Roma, consulenze e nomine: Alemanno e Marino indagati per abuso d'ufficio

Roma, consulenze e nomine: Alemanno e Marino indagati per abuso d'ufficio

La maxi inchiesta della Procura di Roma che rischia di travolgere nuovamente il Campidoglio, dopo gli scandali "Mafia Capitale" e "scontrino-gate", inizia a prendere forma. Gli ex sindaci Gianni Alemanno e Ignazio Marino sono stati iscritti sul registro degli indagati per abuso d'ufficio, insieme ad altre 58 persone tra funzionari e dirigenti e politici, alcuni ancora in carica.
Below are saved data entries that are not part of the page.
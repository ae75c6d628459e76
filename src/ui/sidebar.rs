//! Sidebar controls for every grid parameter and the auto-pan driver.

use super::state::GridEditApp;
use super::{from_color32, report_rejected, to_color32};
use crate::types::TierKind;
use eframe::egui;

impl GridEditApp {
    /// Draws the controls sidebar.
    pub(super) fn draw_sidebar(&mut self, ui: &mut egui::Ui) {
        egui::ScrollArea::vertical()
            .auto_shrink([false; 2])
            .show(ui, |ui| {
                ui.heading("Grid");
                ui.separator();
                self.draw_visibility_section(ui);
                self.draw_spacing_section(ui);
                self.draw_line_width_section(ui);
                self.draw_color_section(ui);
                self.draw_scrolling_section(ui);
            });
    }

    fn draw_visibility_section(&mut self, ui: &mut egui::Ui) {
        egui::CollapsingHeader::new("Visibility")
            .default_open(true)
            .show(ui, |ui| {
                let mut show = self.grid.show_grid();
                if ui.checkbox(&mut show, "Show Grid").changed() {
                    self.grid.set_show_grid(show);
                }
                for (kind, label) in [
                    (TierKind::Minor, "Show Minor Grid"),
                    (TierKind::Major, "Show Major Grid"),
                ] {
                    let mut show = self.grid.show_tier(kind);
                    if ui.checkbox(&mut show, label).changed() {
                        self.grid.set_show_tier(kind, show);
                    }
                }
            });
    }

    fn draw_spacing_section(&mut self, ui: &mut egui::Ui) {
        egui::CollapsingHeader::new("Grid Spacing")
            .default_open(true)
            .show(ui, |ui| {
                let mut spacing = self.grid.grid_spacing();
                let slider = egui::Slider::new(&mut spacing, 5.0..=50.0).text("Minor spacing");
                if ui.add(slider).changed() {
                    report_rejected(self.grid.set_grid_spacing(spacing));
                }

                let mut interval = self.grid.major_interval();
                let slider = egui::Slider::new(&mut interval, 1..=10).text("Major interval");
                if ui.add(slider).changed() {
                    report_rejected(self.grid.set_major_interval(interval));
                }
            });
    }

    fn draw_line_width_section(&mut self, ui: &mut egui::Ui) {
        egui::CollapsingHeader::new("Line Width")
            .default_open(true)
            .show(ui, |ui| {
                for (kind, range, label) in [
                    (TierKind::Minor, 0.1..=2.0, "Minor width"),
                    (TierKind::Major, 0.5..=3.0, "Major width"),
                ] {
                    let mut width = self.grid.line_width(kind);
                    if ui.add(egui::Slider::new(&mut width, range).text(label)).changed() {
                        report_rejected(self.grid.set_line_width(kind, width));
                    }
                }
            });
    }

    fn draw_color_section(&mut self, ui: &mut egui::Ui) {
        egui::CollapsingHeader::new("Colors")
            .default_open(true)
            .show(ui, |ui| {
                ui.horizontal(|ui| {
                    let mut color = to_color32(self.grid.background_color());
                    if ui.color_edit_button_srgba(&mut color).changed() {
                        self.grid.set_background_color(from_color32(color));
                    }
                    ui.label("Background");
                });
                for (kind, label) in [
                    (TierKind::Minor, "Minor lines"),
                    (TierKind::Major, "Major lines"),
                ] {
                    ui.horizontal(|ui| {
                        let mut color = to_color32(self.grid.line_stroke(kind));
                        if ui.color_edit_button_srgba(&mut color).changed() {
                            self.grid.set_line_stroke(kind, from_color32(color));
                        }
                        ui.label(label);
                    });
                }
            });
    }

    fn draw_scrolling_section(&mut self, ui: &mut egui::Ui) {
        egui::CollapsingHeader::new("Scrolling")
            .default_open(true)
            .show(ui, |ui| {
                let mut horizontal = self.auto_pan.horizontal.is_running();
                if ui.checkbox(&mut horizontal, "Scroll Horizontally").changed() {
                    self.auto_pan.horizontal.set_running(horizontal);
                }
                let mut vertical = self.auto_pan.vertical.is_running();
                if ui.checkbox(&mut vertical, "Scroll Vertically").changed() {
                    self.auto_pan.vertical.set_running(vertical);
                }

                let mut speed = self.auto_pan.speed();
                if ui
                    .add(egui::Slider::new(&mut speed, 0.1..=5.0).text("Speed"))
                    .changed()
                {
                    report_rejected(self.auto_pan.set_speed(speed));
                }

                ui.separator();
                let offset = self.grid.offset();
                ui.label(format!("Offset: ({:.1}, {:.1})", offset.x, offset.y));
                if ui.button("Reset offset").clicked() {
                    report_rejected(self.grid.set_offset(0.0, 0.0));
                }
                if self.is_panning() {
                    ui.label("Panning…");
                }
            });
    }
}
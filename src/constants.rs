//! Shared application-wide constants.
//! Centralizes the documented defaults of the grid widget and the numeric guards
//! used by the renderer.

// Grid tiers
/// Default base spacing (in logical units) between minor grid lines.
pub const GRID_SPACING: f64 = 20.0;
/// Default number of minor cells between major grid lines.
pub const MAJOR_INTERVAL: u32 = 5;
/// Default minor line stroke width (in device pixels).
pub const MINOR_LINE_WIDTH: f64 = 0.5;
/// Default major line stroke width (in device pixels).
pub const MAJOR_LINE_WIDTH: f64 = 1.0;
/// Scale multiplier used by the composite widget's default wiring.
pub const GRID_SCALE: f64 = 3.0;

// Guards
/// Smallest accepted grid spacing. Anything below is rejected at configuration time.
pub const MIN_GRID_SPACING: f64 = 0.25;
/// Upper bound on the number of lines emitted per axis per tier in one render.
///
/// Covers the densest accepted grid on the largest surface, plus the leading line
/// before device zero and the trailing line on the far edge.
pub const MAX_LINES_PER_AXIS: usize = (MAX_SURFACE_DIMENSION as f64 / MIN_GRID_SPACING) as usize + 2;
/// Largest surface side (in device pixels) the coordinator will allocate.
pub const MAX_SURFACE_DIMENSION: u32 = 16_384;

// Layout
/// Default oversize factor applied to the content layer relative to the visible bounds.
pub const OVERSIZE_FACTOR: f64 = 3.0;

// Auto-pan
/// Tick interval of the drifting pan the composite widget starts with.
pub const DRIFT_INTERVAL_MS: u64 = 1_000;
/// Offset increment per drift tick (in logical units).
pub const DRIFT_STEP: f64 = 16.0;
/// Tick interval of the smooth pan (roughly one tick per frame at 60 Hz).
pub const SMOOTH_INTERVAL_MS: u64 = 16;
/// Offset increment per smooth tick (in logical units).
pub const SMOOTH_STEP: f64 = 1.0;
Sono accusati di aver violato il testo unico degli enti locali: avrebbero assunto figure professionali esterne senza concorso e senza procedura pubblica. Per chiamata diretta, quindi, evitando di considerare i 23mila dipendenti già in servizio presso il Comune. A occuparsi dell'inchiesta è il pm Francesco Dall'Olio. In dicembre il Nucleo di polizia tributaria della Guardia di Finanza ha depositato al magistrato un'informativa in cui, oltre all'abuso d'ufficio, si ipotizza anche il reato di truffa. Nel documento spunta pure il nome di Liborio Iudicello, ex segretario generale di entrambe le giunte, che ha lasciato l'incarico in luglio dopo le polemiche sollevate dalla relazione del prefetto Franco Gabrielli su "Mafia Capitale". In questi giorni i militari stanno convocando politici e funzionari per procedere all'elezione di domicilio. Qualcuno, nei mesi scorsi, è stato ascoltato come persona informata sui fatti. Tra gli indagati ci sarebbero anche alcuni soggetti che comparivano nella lista dei 21 dipendenti comunali su cui Gabrielli aveva ordinato verifiche disciplinari, per presunti contatti con Salvatore Buzzi, imputato nel maxi processo "Mafia Capitale". Il Campidoglio, dopo aver effettuato gli accertamenti, ha recentemente archiviato il procedimento a carico di tutti i funzionari, tranne uno.